TASK STATEMENT
Using the entries that follow, count the lines containing the word "FeePaid" and give that number by itself.

··· INPUT MATERIAL

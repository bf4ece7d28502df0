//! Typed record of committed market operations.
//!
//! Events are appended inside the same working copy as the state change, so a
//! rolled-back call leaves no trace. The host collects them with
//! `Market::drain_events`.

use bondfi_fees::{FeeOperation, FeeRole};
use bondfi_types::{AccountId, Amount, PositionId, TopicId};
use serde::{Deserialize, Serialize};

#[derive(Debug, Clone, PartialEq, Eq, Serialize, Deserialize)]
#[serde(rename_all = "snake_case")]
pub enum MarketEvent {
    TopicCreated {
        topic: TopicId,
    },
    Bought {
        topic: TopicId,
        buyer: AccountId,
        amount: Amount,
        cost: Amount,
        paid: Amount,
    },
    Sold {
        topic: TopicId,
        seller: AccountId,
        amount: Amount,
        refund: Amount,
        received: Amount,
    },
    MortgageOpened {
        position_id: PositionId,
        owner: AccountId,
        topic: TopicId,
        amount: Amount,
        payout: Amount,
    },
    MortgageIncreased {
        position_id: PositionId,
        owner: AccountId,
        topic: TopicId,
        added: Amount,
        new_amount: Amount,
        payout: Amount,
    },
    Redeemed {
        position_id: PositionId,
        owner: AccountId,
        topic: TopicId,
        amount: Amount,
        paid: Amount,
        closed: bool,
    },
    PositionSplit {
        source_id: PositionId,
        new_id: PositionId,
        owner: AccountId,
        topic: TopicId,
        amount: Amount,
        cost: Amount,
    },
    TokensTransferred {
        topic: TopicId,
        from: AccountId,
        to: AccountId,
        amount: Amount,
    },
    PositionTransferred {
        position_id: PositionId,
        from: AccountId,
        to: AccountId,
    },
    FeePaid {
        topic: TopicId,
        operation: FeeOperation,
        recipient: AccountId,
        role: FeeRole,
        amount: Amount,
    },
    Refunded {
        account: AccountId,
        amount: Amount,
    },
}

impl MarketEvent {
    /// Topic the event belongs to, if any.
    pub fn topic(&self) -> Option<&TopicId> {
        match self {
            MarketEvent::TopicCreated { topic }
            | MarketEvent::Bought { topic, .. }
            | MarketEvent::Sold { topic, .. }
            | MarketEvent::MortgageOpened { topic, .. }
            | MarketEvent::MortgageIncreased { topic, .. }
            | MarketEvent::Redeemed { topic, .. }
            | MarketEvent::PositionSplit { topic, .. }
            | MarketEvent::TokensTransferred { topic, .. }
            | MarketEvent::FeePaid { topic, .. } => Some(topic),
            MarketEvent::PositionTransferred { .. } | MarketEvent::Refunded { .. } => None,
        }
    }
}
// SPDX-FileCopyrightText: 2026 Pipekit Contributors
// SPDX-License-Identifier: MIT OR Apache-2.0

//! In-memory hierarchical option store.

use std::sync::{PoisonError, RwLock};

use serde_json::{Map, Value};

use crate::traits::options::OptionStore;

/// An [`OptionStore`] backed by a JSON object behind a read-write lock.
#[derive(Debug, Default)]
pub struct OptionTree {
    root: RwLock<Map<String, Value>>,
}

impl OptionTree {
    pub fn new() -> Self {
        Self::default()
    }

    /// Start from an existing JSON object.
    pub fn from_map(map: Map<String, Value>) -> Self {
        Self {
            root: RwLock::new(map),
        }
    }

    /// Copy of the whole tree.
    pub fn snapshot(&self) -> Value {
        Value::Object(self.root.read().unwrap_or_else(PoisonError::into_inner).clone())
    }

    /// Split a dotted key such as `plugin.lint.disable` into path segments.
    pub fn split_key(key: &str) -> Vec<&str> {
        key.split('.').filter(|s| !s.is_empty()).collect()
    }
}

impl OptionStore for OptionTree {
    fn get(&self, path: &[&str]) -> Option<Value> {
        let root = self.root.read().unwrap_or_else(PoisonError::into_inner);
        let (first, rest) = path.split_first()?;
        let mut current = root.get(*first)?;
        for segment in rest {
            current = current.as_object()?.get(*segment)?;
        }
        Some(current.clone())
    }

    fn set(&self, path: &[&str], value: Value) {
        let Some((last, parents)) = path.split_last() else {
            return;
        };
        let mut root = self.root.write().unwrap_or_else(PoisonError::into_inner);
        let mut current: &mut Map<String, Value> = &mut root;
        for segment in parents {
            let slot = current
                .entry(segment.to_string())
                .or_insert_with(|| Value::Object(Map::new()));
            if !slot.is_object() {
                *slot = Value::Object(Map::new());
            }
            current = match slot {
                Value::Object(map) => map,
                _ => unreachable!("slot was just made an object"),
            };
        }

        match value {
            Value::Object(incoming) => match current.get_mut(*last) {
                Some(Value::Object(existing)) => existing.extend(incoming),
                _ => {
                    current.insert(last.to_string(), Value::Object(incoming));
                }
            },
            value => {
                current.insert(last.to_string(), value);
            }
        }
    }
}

······
··· INPUT MATERIAL

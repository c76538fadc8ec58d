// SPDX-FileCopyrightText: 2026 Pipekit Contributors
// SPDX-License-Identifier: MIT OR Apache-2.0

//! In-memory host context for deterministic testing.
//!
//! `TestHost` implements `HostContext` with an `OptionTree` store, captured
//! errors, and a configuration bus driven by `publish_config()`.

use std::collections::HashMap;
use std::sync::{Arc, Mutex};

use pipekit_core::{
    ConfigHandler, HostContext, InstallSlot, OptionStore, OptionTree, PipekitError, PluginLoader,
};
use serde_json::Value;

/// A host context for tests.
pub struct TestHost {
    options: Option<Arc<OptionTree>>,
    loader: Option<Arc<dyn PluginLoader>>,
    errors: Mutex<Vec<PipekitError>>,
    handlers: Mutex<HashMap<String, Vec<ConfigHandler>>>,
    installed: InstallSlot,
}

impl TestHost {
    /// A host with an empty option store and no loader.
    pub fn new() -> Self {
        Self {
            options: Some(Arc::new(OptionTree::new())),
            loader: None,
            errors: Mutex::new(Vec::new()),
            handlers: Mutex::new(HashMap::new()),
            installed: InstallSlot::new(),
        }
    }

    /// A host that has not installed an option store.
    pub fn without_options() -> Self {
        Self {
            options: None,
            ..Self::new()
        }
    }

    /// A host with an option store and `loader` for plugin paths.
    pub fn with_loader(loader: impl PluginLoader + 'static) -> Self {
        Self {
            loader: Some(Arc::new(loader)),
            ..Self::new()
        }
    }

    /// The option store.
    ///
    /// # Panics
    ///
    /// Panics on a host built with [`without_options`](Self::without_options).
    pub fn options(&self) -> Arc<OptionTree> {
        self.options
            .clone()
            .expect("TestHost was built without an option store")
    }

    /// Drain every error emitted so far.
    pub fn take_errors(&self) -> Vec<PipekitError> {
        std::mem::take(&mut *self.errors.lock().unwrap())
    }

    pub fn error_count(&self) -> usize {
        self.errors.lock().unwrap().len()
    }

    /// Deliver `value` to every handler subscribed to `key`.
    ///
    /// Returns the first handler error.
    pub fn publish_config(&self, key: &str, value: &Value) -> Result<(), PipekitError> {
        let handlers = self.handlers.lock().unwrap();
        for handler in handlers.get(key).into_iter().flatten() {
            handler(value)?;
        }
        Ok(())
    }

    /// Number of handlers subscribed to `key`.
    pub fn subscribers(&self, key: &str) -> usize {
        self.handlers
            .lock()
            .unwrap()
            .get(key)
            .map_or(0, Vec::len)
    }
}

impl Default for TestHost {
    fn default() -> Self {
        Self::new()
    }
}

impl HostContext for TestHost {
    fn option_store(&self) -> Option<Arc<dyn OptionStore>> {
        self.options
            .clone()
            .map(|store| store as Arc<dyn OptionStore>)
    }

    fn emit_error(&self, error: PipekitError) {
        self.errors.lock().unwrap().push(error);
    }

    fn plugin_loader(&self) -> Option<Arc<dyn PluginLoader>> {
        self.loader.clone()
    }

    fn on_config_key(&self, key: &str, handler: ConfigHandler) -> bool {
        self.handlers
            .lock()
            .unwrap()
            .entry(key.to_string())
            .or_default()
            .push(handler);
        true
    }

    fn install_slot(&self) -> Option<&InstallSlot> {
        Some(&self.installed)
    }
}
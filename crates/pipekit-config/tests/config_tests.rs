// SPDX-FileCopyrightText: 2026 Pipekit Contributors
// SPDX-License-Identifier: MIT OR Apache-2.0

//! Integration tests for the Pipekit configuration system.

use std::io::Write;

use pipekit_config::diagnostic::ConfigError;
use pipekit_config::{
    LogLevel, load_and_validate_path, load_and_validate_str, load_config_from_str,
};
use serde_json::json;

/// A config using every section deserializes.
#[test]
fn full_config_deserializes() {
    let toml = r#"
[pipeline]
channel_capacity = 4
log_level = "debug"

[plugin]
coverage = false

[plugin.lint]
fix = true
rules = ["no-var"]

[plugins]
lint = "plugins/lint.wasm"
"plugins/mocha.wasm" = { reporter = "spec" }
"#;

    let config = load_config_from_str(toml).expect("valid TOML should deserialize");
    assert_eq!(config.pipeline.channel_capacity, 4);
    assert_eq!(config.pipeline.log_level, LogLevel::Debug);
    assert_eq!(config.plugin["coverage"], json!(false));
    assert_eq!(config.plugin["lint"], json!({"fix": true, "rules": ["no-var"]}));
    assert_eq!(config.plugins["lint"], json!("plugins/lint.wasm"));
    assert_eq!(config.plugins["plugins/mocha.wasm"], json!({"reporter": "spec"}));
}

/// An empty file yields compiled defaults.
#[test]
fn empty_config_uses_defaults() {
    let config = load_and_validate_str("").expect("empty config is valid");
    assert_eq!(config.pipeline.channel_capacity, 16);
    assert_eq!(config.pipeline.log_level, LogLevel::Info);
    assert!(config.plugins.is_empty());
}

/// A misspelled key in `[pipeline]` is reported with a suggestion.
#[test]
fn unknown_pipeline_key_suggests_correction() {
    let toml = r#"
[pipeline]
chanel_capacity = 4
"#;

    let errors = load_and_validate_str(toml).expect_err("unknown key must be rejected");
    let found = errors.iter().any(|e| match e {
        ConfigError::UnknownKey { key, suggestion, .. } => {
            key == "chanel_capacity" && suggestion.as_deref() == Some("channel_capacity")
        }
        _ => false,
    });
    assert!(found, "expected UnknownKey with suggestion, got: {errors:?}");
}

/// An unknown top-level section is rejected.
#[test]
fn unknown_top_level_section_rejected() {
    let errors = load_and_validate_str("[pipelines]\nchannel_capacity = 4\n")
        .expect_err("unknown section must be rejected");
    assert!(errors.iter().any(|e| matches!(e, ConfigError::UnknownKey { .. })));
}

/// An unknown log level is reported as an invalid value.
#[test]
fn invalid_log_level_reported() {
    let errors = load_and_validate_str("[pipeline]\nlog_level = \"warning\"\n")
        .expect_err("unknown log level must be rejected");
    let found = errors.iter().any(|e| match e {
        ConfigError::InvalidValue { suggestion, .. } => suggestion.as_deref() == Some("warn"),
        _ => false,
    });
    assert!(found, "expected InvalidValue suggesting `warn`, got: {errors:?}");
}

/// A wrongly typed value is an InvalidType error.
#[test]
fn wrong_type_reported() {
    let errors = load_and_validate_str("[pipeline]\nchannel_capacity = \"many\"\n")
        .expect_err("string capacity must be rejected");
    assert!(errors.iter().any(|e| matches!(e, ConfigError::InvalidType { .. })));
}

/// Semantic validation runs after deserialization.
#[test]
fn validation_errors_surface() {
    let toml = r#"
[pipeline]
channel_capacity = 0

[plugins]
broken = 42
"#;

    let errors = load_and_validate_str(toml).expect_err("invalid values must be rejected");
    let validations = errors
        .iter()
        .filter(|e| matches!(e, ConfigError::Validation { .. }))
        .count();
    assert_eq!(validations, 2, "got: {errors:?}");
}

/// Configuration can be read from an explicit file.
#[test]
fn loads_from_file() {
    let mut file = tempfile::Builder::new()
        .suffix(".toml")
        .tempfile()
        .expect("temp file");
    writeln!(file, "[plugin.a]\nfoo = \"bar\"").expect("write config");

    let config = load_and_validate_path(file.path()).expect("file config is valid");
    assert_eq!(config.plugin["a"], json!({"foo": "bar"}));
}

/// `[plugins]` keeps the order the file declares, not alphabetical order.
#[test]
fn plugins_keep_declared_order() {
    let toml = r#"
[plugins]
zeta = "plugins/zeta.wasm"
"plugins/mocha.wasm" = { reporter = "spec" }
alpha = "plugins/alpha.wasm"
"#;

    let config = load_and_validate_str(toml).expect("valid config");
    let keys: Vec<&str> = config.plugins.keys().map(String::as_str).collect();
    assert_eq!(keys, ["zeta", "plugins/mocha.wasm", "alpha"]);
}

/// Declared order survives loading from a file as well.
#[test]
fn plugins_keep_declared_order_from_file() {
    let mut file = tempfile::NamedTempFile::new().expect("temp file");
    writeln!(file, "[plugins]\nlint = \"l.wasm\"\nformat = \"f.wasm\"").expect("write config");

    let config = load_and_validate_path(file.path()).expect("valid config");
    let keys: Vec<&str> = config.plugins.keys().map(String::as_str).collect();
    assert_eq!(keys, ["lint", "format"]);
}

······
··· INPUT MATERIAL

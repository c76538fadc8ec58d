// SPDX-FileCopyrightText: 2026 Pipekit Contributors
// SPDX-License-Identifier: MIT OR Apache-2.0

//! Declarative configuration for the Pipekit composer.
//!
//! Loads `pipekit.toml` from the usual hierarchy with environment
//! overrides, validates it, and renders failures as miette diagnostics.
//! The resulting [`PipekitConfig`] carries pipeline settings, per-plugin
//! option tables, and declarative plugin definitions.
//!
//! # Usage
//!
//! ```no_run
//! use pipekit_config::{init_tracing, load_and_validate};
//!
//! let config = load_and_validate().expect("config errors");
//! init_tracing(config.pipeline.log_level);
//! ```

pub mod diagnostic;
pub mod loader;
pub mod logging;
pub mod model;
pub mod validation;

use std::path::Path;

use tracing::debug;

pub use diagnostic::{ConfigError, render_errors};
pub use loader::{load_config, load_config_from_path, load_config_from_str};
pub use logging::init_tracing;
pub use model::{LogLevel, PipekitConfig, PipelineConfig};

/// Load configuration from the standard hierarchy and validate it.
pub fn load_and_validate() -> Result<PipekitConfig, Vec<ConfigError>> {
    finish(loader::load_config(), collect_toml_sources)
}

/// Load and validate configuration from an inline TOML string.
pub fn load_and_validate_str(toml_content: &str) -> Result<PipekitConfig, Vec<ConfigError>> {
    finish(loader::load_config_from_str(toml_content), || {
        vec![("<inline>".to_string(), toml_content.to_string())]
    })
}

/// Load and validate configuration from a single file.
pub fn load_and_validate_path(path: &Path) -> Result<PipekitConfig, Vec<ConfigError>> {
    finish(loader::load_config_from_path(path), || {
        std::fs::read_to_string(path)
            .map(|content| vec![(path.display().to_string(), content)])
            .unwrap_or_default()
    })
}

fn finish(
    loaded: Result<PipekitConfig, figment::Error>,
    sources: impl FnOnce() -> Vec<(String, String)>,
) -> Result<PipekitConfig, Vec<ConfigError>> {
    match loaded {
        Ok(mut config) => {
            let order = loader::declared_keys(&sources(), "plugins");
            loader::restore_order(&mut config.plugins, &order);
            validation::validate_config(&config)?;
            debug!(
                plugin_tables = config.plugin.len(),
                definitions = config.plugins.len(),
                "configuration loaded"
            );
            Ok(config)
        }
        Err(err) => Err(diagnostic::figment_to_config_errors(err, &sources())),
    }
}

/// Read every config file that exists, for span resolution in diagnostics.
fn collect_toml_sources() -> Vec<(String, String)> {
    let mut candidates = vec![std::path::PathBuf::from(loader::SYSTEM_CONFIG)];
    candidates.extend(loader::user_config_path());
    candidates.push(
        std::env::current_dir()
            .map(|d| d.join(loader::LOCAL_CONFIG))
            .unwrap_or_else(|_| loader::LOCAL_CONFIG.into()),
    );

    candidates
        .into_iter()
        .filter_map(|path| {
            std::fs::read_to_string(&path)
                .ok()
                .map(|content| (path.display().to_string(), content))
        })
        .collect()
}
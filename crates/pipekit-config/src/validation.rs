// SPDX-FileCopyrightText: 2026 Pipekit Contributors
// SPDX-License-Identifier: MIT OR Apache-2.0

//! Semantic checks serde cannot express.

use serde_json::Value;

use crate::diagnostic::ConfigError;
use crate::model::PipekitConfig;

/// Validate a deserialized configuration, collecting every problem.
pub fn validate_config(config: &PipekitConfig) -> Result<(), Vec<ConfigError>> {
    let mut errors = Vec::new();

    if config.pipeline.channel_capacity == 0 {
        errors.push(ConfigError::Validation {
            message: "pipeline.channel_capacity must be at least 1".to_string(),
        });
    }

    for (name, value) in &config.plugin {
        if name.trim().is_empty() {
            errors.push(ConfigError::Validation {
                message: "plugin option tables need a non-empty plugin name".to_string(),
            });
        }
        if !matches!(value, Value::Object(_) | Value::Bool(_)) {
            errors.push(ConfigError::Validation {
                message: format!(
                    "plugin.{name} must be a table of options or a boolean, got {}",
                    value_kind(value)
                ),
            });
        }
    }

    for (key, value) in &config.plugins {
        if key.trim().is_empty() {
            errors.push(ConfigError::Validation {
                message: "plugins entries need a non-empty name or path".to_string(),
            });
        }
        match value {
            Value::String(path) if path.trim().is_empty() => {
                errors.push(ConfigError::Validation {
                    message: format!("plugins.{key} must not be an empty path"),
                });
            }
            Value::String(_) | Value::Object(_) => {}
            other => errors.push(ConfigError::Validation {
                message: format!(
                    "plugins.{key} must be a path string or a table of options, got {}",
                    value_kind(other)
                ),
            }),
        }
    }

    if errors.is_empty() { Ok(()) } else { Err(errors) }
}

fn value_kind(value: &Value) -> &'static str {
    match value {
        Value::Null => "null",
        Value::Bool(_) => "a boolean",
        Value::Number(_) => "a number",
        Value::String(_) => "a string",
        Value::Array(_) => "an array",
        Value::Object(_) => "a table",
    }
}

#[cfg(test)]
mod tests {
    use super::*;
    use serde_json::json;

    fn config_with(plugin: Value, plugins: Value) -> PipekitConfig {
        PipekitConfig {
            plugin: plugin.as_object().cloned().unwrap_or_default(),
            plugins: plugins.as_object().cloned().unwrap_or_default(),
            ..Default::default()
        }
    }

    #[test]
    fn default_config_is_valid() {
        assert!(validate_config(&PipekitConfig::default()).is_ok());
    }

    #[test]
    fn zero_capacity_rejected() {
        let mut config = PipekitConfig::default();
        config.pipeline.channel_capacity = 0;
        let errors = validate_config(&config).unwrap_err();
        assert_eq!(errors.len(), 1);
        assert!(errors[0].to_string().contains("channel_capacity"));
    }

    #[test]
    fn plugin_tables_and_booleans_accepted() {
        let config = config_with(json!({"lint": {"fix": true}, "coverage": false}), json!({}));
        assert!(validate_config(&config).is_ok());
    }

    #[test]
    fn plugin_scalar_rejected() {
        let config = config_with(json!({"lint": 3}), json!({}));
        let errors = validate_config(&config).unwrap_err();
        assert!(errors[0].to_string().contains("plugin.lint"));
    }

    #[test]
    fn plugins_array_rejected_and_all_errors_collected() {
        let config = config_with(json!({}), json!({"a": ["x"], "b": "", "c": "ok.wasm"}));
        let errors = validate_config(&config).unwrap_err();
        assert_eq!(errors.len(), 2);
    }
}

······

ANSWER TO THIS EXERCISE
2